• Recent Cases Involving 60-Day Overpayment Rule Should Put Healthcare Providers on Alert
  • October 16, 2015 | Author: I. Paul Mandelkern
  • Law Firm: Lowndes, Drosdick, Doster, Kantor & Reed Professional Association - Orlando Office
  • Two recent federal court cases show that the federal government intends to vigorously enforce the so-called “60-day Rule” for the return of overpayments enacted as part of the Affordable Care Act (the “ACA”) even though the Centers for Medicare & Medicaid Services (“CMS”) has not yet issued its final interpretative regulation for that rule. Therefore, healthcare providers should put policies and procedures in place now that comply with the 60-day Rule for returning Medicare and Medicaid overpayments to the government.

    The 60-day Rule requires a healthcare provider, who has received a Medicare or Medicaid overpayment, to report and return the overpayment within 60 days from the date on which the overpayment was “identified.” An “overpayment” is defined in the ACA to mean “any funds that a person receives or retains under [Medicare] or [Medicaid] to which the person, after applicable reconciliation, is not entitled to ... .” The term “identified” is not defined in the ACA. If a provider fails to report and return the overpayment within the required 60-day period it can be subject to substantial liability under the federal False Claims Act. In February of 2012, CMS issued a proposed interpretative regulation regarding the 60-day Rule as it relates to providers under Medicare Parts A and B. Under the proposed regulation, an overpayment is “identified” when a provider “has actual knowledge of the overpayment or acts in reckless disregard or deliberate ignorance of the overpayment.” In February of 2015 CMS obtained a one year extension to issue the final regulation. However, as the following two cases indicate, the failure of CMS to issue its final regulation interpreting the 60-day Rule has not prevented the federal government from enforcing that rule. Healthcare providers are now on notice that despite the delay in implementing that rule, the 60-day Rule will be vigorously enforced by the government.

    The Kane Case

    In United States ex rel. Kane v. Health First, Inc., a judge of the United States District Court for the Southern District of New York issued an order denying the defendants’ motions to dismiss, and in so doing interpreted the term “identified” in the 60-day Rule for the first time. In Kane a software glitch caused three New York hospitals that belonged to a hospital network named Continuum Health Partners to submit improper claims to the New York Medicaid program. After the glitch was discovered Continuum asked its employee, Robert Kane, to ascertain which claims had been improperly billed. Several months after the glitch was discovered, Kane sent Continuum’s management an e-mail along with an attached spreadsheet that contained more than 900 claims which Kane believed to have been wrongfully submitted to the Medicaid program due to the software error. His e-mail indicated that further analysis would be needed to confirm his findings.

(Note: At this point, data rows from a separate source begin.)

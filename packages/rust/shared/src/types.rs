//! Core domain types: topic vocabulary, research articles, exercises, tips.

use std::collections::BTreeSet;

use chrono::{DateTime, Utc};
use serde::{Deserialize, Serialize};
use uuid::Uuid;

/// Default audience segment for generated tips.
pub const DEFAULT_POPULATION: &str = "general";

/// Default usage scenario for generated tips.
pub const DEFAULT_CONTEXT: &str = "general";

// ---------------------------------------------------------------------------
// TopicTag
// ---------------------------------------------------------------------------

/// One member of the closed topic vocabulary linking exercises to research.
///
/// Variant order is the canonical order used when topic sets are stored.
#[derive(Debug, Clone, Copy, PartialEq, Eq, PartialOrd, Ord, Hash, Serialize, Deserialize)]
#[serde(rename_all = "snake_case")]
pub enum TopicTag {
    HrtStrength,
    BoneHealth,
    TopSurgery,
    CardioRisk,
    MentalHealth,
}

impl TopicTag {
    /// Every tag, in canonical order.
    pub const ALL: [TopicTag; 5] = [
        Self::HrtStrength,
        Self::BoneHealth,
        Self::TopSurgery,
        Self::CardioRisk,
        Self::MentalHealth,
    ];

    /// Wire/storage name of the tag.
    pub fn as_str(&self) -> &'static str {
        match self {
            Self::HrtStrength => "hrt_strength",
            Self::BoneHealth => "bone_health",
            Self::TopSurgery => "top_surgery",
            Self::CardioRisk => "cardio_risk",
            Self::MentalHealth => "mental_health",
        }
    }
}

impl std::fmt::Display for TopicTag {
    fn fmt(&self, f: &mut std::fmt::Formatter<'_>) -> std::fmt::Result {
        f.write_str(self.as_str())
    }
}

impl std::str::FromStr for TopicTag {
    type Err = String;

    fn from_str(s: &str) -> std::result::Result<Self, Self::Err> {
        Self::ALL
            .into_iter()
            .find(|tag| tag.as_str() == s)
            .ok_or_else(|| format!("unknown topic tag: {s}"))
    }
}

/// An unordered set of topic tags (iterates in canonical order).
pub type TopicSet = BTreeSet<TopicTag>;

/// Render a topic set as a comma-separated list for logs and CLI output.
pub fn format_topics(topics: &TopicSet) -> String {
    topics
        .iter()
        .map(TopicTag::as_str)
        .collect::<Vec<_>>()
        .join(", ")
}

// ---------------------------------------------------------------------------
// ResearchArticle
// ---------------------------------------------------------------------------

/// A research record from the `transfit_research` table.
#[derive(Debug, Clone, Default, PartialEq, Serialize, Deserialize)]
pub struct ResearchArticle {
    pub id: i64,
    #[serde(default, skip_serializing_if = "Option::is_none")]
    pub title: Option<String>,
    /// Curated key findings; preferred over `summary` when rendering context.
    #[serde(default, skip_serializing_if = "Option::is_none")]
    pub takeaways: Option<String>,
    #[serde(default, skip_serializing_if = "Option::is_none")]
    pub summary: Option<String>,
    #[serde(default, skip_serializing_if = "Option::is_none")]
    pub year: Option<i32>,
    #[serde(default, skip_serializing_if = "Option::is_none")]
    pub journal: Option<String>,
    #[serde(default, skip_serializing_if = "Option::is_none")]
    pub doi: Option<String>,
    pub relevant: bool,
    #[serde(default)]
    pub topics: TopicSet,
    pub processed: bool,
}

impl ResearchArticle {
    /// Takeaways, falling back to the summary, falling back to nothing.
    pub fn evidence_text(&self) -> &str {
        self.takeaways
            .as_deref()
            .filter(|t| !t.is_empty())
            .or(self.summary.as_deref())
            .unwrap_or("")
    }
}

// ---------------------------------------------------------------------------
// Exercise
// ---------------------------------------------------------------------------

/// An exercise from the catalog, optionally joined with staging metadata.
#[derive(Debug, Clone, Default, PartialEq, Serialize, Deserialize)]
pub struct Exercise {
    pub id: i64,
    pub slug: String,
    pub name: String,
    /// Movement category (squat, hinge, core, carry, ...).
    #[serde(default, skip_serializing_if = "Option::is_none")]
    pub pattern: Option<String>,
    /// Training goal (strength, mobility, conditioning, recovery, ...).
    #[serde(default, skip_serializing_if = "Option::is_none")]
    pub goal: Option<String>,
    #[serde(default, skip_serializing_if = "Option::is_none")]
    pub difficulty: Option<String>,
    #[serde(default)]
    pub equipment: Vec<String>,
    pub binder_aware: bool,
    pub pelvic_floor_safe: bool,
    #[serde(default, skip_serializing_if = "Option::is_none")]
    pub body_parts: Option<String>,
    #[serde(default, skip_serializing_if = "Option::is_none")]
    pub exercise_type: Option<String>,
    #[serde(default, skip_serializing_if = "Option::is_none")]
    pub target_muscles: Option<String>,
}

/// A row of the `staging_exercisedb` table, keyed by slug.
#[derive(Debug, Clone, Default, PartialEq, Serialize, Deserialize)]
pub struct StagingMeta {
    pub slug: String,
    #[serde(default)]
    pub body_parts: Option<String>,
    #[serde(default)]
    pub exercise_type: Option<String>,
    #[serde(default)]
    pub target_muscles: Option<String>,
}

// ---------------------------------------------------------------------------
// TipSheet / TipRecord
// ---------------------------------------------------------------------------

/// Structured coaching content returned by the generator.
///
/// Every key is required and no others are accepted, so a response with a
/// missing section fails to deserialize.
#[derive(Debug, Clone, Default, PartialEq, Serialize, Deserialize)]
#[serde(deny_unknown_fields)]
pub struct TipSheet {
    pub form_focus: Vec<String>,
    pub hrt_considerations: Vec<String>,
    pub binding_considerations: Vec<String>,
    pub post_op_considerations: Vec<String>,
    pub gender_affirming_modifications: Vec<String>,
    pub general_safety: Vec<String>,
    pub disclaimer: String,
    pub source_dois: Vec<String>,
}

impl TipSheet {
    /// True when the sheet carries no coaching content at all.
    pub fn is_empty(&self) -> bool {
        self.form_focus.is_empty()
            && self.hrt_considerations.is_empty()
            && self.binding_considerations.is_empty()
            && self.post_op_considerations.is_empty()
            && self.gender_affirming_modifications.is_empty()
            && self.general_safety.is_empty()
            && self.disclaimer.trim().is_empty()
    }
}

/// A persisted row of `exercise_trans_tips`.
#[derive(Debug, Clone, PartialEq, Serialize, Deserialize)]
pub struct TipRecord {
    /// Unique record identifier (UUID v7).
    pub id: String,
    pub exercise_id: i64,
    pub population: String,
    pub context: String,
    pub tips: TipSheet,
    /// DOIs of the research selected for the evidence context.
    pub source_dois: Vec<String>,
    /// Always true on creation; cleared by human reviewers elsewhere.
    pub needs_review: bool,
    #[serde(default, skip_serializing_if = "Option::is_none")]
    pub model_id: Option<String>,
    /// SHA-256 of the rendered research context the tips were grounded on.
    #[serde(default, skip_serializing_if = "Option::is_none")]
    pub evidence_hash: Option<String>,
    pub created_at: DateTime<Utc>,
}

impl TipRecord {
    /// Build a fresh record awaiting review.
    pub fn new(
        exercise_id: i64,
        population: impl Into<String>,
        context: impl Into<String>,
        tips: TipSheet,
        source_dois: Vec<String>,
    ) -> Self {
        Self {
            id: Uuid::now_v7().to_string(),
            exercise_id,
            population: population.into(),
            context: context.into(),
            tips,
            source_dois,
            needs_review: true,
            model_id: None,
            evidence_hash: None,
            created_at: Utc::now(),
        }
    }
}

    There was no dispute between the parties in Kane that Kane’s spreadsheet was overly inclusive and that approximately half of the claims listed in the spreadsheet were never actually overpaid. The government alleged that over the next two years Continuum failed to timely identify the claims improperly billed due to the software glitch and to timely reimburse the New York Medicaid program for the overpayments.

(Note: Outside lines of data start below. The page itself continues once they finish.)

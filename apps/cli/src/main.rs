//! TransFit CLI: evidence-grounded exercise tip enrichment.
//!
//! Tags research by topic, infers exercise topics, and generates coaching
//! tips grounded in matching research, stored for human review.

mod commands;

use clap::Parser;
use color_eyre::eyre::Result;

use commands::Cli;

#[tokio::main]
async fn main() -> Result<()> {
    color_eyre::install()?;
    // Credentials may live in a local .env file.
    dotenvy::dotenv().ok();
    let cli = Cli::parse();
    commands::init_tracing(&cli);
    commands::run(cli).await
}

    Four days after Kane sent his report, he was terminated by Continuum. Two months later Kane brought an action under the False Claims Act against the three hospitals and other parties. The United States and the State of New York later intervened in the case.

    The defendants filed motions to dismiss the government’s complaint, and the key issue was the meaning of the word “identified”. Continuum argued that Kane’s report did not start the 60-day clock since it did not “identify” the overpayments and only described potential, but not actual, overpayments. The government replied that Kane’s report properly “identified” overpayments within the meaning of the ACA, and when Continuum did not report and return the overpayments within 60 days there arose a violation of the False Claims Act. The court rejected Continuum’s argument and denied the motions to dismiss. In its order, the court said that the 60-day clock “begins ticking when a provider is put on notice of a potential overpayment, rather than the moment when an overpayment is conclusively ascertained, ... .”

    The PSA Healthcare Case

    One day after the Kane decision, the United States Attorney’s Office for the Southern District of Georgia announced in a press release a $6.88 million settlement of two False Claims Act cases brought against Pediatric Services of America, Inc., commonly known as PSA Healthcare, a pediatric home health care company. According to the press release, one of the claims against PSA was that it wrote off and absorbed credit balances resulting from overpayments that had been on its books for several years and did not investigate the reason for the credit balances. In the press release the United States Attorney stated that the settlement was “the first of its kind”, and that “[p]articipants in the federal health care programs are required to actively investigate whether they have received overpayments and, if so, promptly return the overpayments.”


    In light of the decision in Kane and the PSA Healthcare settlement, healthcare providers should immediately implement policies and procedures to promptly identify Medicare and Medicaid overpayments and report and return any overpayments within 60 days. Providers should not wait for CMS to issue its final interpretative regulation regarding the 60-day Rule.